Before its breakup, IG Farben was one of Germany’s most innovative firms and the world’s largest chemical company. For example, the company was home to three Noble Prize winners, who received prizes for developing the world’s first commercial antibiotics (1939), and for work in high-pressure chemistry (1931) that enabled the production of artificial fertilizer through nitrogen fixation. Both had a considerable impact and shaped the modern world. Yet, due to IG Farben’s industrial capabilities regarding synthetic fuel, rubber, and explosives, the firm was critical to the German war machine and became deeply involved in the atrocities at Auschwitz. This ambivalent history has long captured the interest of historians, led to the perception of IG Farben as “Hell’s cartel” and contributed to its eventual breakup in 1952.

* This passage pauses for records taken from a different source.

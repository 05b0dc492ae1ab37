//! Init command implementation
//!
//! This module implements the `init` command for generating a sample
//! configuration file.

use clap::Args;
use std::fs;
use std::path::Path;

/// Arguments for the init command
#[derive(Args, Debug)]
pub struct InitArgs {
    /// Path where to create the configuration file
    #[arg(short, long, default_value = "vigil.toml")]
    pub output: String,

    /// Include the full layout table and explanatory comments
    #[arg(long)]
    pub with_examples: bool,

    /// Overwrite existing file
    #[arg(long)]
    pub force: bool,
}

impl InitArgs {
    /// Execute the init command
    pub async fn execute(&self) -> anyhow::Result<i32> {
        tracing::info!(output = %self.output, "Initializing configuration file");

        println!("📝 Initializing Vigil configuration");
        println!();

        if Path::new(&self.output).exists() && !self.force {
            println!("❌ Configuration file already exists: {}", self.output);
            println!("   Use --force to overwrite");
            return Ok(2);
        }

        let config_content = if self.with_examples {
            Self::generate_config_with_examples()
        } else {
            Self::generate_minimal_config()
        };

        match fs::write(&self.output, config_content) {
            Ok(_) => {
                println!("✅ Configuration file created: {}", self.output);
                println!();
                println!("Next steps:");
                println!("  1. Point [source] root at the directory or URL holding the extracts");
                println!("  2. Put the target drug names in drug_names.txt, one per line");
                println!("  3. Validate configuration: vigil validate-config");
                println!("  4. Try a dry run: vigil run --dry-run");
                println!();
                Ok(0)
            }
            Err(e) => {
                println!("❌ Failed to write configuration file");
                println!("   Error: {e}");
                Ok(5)
            }
        }
    }

    /// Generate minimal configuration
    fn generate_minimal_config() -> String {
        r#"# Vigil Configuration File
# Adverse drug reaction report correlation

[application]
log_level = "info"
dry_run = false

[source]
kind = "filesystem"  # filesystem | http
root = "./data"

[output]
root = "./output"
prefix = "report_output"
file_stem = "reported_adverse_reaction"

[selection]
exclude_mah_sourced = true

[notification]
kind = "log"  # log | webhook | disabled

[logging]
local_enabled = false
local_path = "./logs"
local_rotation = "daily"
"#
        .to_string()
    }

    /// Generate configuration with examples and comments
    fn generate_config_with_examples() -> String {
        r#"# Vigil Configuration File
# Adverse drug reaction report correlation
#
# Every value below is the default unless noted. Any `${VAR}` reference is
# replaced with the environment variable of that name when the file is loaded,
# and VIGIL_<SECTION>_<KEY> environment variables override file values
# (e.g. VIGIL_SOURCE_ROOT, VIGIL_APPLICATION_DRY_RUN).

# ============================================================================
# Application Settings
# ============================================================================
[application]
# Log level (trace, debug, info, warn, error)
log_level = "info"

# Dry run mode (run every stage, write nothing, send no notification)
dry_run = false

# ============================================================================
# Extract Source
# ============================================================================
[source]
# Where the extract files live: a local directory or an HTTP(S) base URL
kind = "filesystem"  # filesystem | http
root = "./data"

# Per-request timeout for the http source
timeout_seconds = 60

# File keys, relative to root. Fields are '$'-delimited, one row per line.
[source.files]
master = "reports.txt"
drug = "report_drug.txt"
reaction = "reactions.txt"
link = "report_links.txt"
indication = "report_drug_indication.txt"
# Target drug names, one per line
drug_list = "drug_names.txt"

# ============================================================================
# Output
# ============================================================================
[output]
# Artifacts are written as <root>/<prefix>/<file_stem>_<DD_Mon_YYYY_HH_MM_SS>.json.
# Every artifact under the prefix is read back at startup so reports are
# only ever emitted once.
root = "./output"
prefix = "report_output"
file_stem = "reported_adverse_reaction"

# ============================================================================
# Report Selection
# ============================================================================
[selection]
# Drop reports whose source field mentions the marker (manufacturer reports)
exclude_mah_sourced = true
mah_marker = "mah"

# ============================================================================
# Column Layout
# ============================================================================
# Zero-based field positions per extract. Adjust when the extract format
# changes; a row shorter than max(position) + 1 fields is skipped.
[layout.master]
report_id = 0
report_no = 1
version_no = 2
dat_received = 3
dat_int_received = 4
mah_no = 5
report_type = 7
gender = 10
age = 12
age_unit = 14
outcome = 17
weight = 19
weight_unit = 20
height = 22
height_unit = 23
seriousness = 26
death = 28
disability = 29
congenital_anomaly = 30
life_threatening = 31
hospitalization = 32
other_medically_important = 33
reporter_type = 34
source = 37

[layout.drug]
report_id = 1
drug_name = 3
involvement = 4
route = 6
dose_quantity = 8
dose_unit = 9
frequency_unit = 15
therapy_duration = 17
therapy_duration_unit = 18
dosage_form = 20

[layout.reaction]
report_id = 1
duration = 2
duration_unit = 3
term = 5
coding_version = 9

[layout.link]
report_id = 1
record_type = 2
linked_report_no = 4

[layout.indication]
report_id = 1
drug_name = 3
indication = 4

# ============================================================================
# Notification
# ============================================================================
[notification]
# Where the missing-drug notice goes
kind = "log"  # log | webhook | disabled
subject = "Missing Drug Names Notification"
timeout_seconds = 30

# Required when kind = "webhook"
# webhook_url = "https://hooks.example.com/vigil"
# webhook_token = "${VIGIL_WEBHOOK_TOKEN}"

# ============================================================================
# Logging
# ============================================================================
[logging]
# JSON log files in addition to the console
local_enabled = false
local_path = "./logs"
local_rotation = "daily"  # daily | hourly | never
"#
        .to_string()
    }
}
//! Core business logic for Vigil.
//!
//! This module contains the correlation engine and the orchestration around it.
//!
//! # Modules
//!
//! - [`matching`] - Drug Matcher and Report Selector
//! - [`correlate`] - Correlator and Indication Aligner
//! - [`state`] - Registry of emitted reports and the Deduplicator
//! - [`transform`] - Output records, value conversions, artifact rendering
//! - [`export`] - Run orchestration and summary
//!
//! # Run Workflow
//!
//! 1. **Fetch**: Read the five extracts and the target drug list, and the
//!    report numbers of earlier artifacts
//! 2. **Match**: Find report ids whose drug rows name a target drug
//! 3. **Select**: Drop manufacturer-sourced reports
//! 4. **Correlate**: Join master, drug, reaction, link and indication rows
//!    per report
//! 5. **Deduplicate**: Drop reports emitted by earlier runs
//! 6. **Emit**: Write the new reports as one JSON artifact
//!
//! # Example
//!
//! ```rust,no_run
//! use vigil::config::load_config;
//! use vigil::core::export::ExportCoordinator;
//!
//! # async fn example() -> Result<(), Box<dyn std::error::Error>> {
//! let config = load_config("vigil.toml")?;
//! let coordinator = ExportCoordinator::from_config(config)?;
//!
//! let summary = coordinator.execute_export().await?;
//!
//! println!("Correlated: {}", summary.correlated_reports);
//! println!("Emitted: {}", summary.emitted_reports);
//! println!("Duplicates: {}", summary.duplicates_skipped);
//! # Ok(())
//! # }
//! ```

pub mod correlate;
pub mod export;
pub mod matching;
pub mod state;
pub mod transform;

My main results show an increase in aggregate innovation post-breakup. Empirically, I analyze how innovation – measured as the quality-weighted patent count – reacts to changes in concentration caused by the breakup. The breakup had a geographic structure and separated IG Farben plants that overlapped in product and technology profiles into several successor companies, so the reorganization introduced horizontal competition in technologies and product markets. Before 1952, patenting in technologies that were later affected by the breakup of IG Farben was trending in the same way as unaffected technologies. In the post-war period, patterns diverged substantially, suggesting a positive innovation effect from the breakup. Additional analyses juxtaposing technology-level and product-level exposure to the breakup suggests that technology spillovers, rather than product market interactions, drive the rise in innovation.
For IG Farben itself, I also find positive innovation effects when comparing the patent output of IG Farben and its later successors to a synthetic control group of companies from the German electronics industry.
The history of IG Farben tells the story of a successful government-mandated breakup and opens questions about the role of such breakups as a last-resort instrument in antitrust policy toolkits. While the breakup of IG Farben occurred 70 years ago, the implications of a megafirm breakup remain relevant. Large companies with enormous in-house research investment drive technology and innovation much as IG Farben did in German chemicals. Recent high-profile mergers in the chemical industry like ChemChina-Syngenta, Dow-DuPont, or Bayer-Monsanto only underscore the importance of understanding the relationship between competition and innovation. This paper also highlights the importance of technology spillovers and the need to analyze merger and breakup effects beyond the directly involved firms.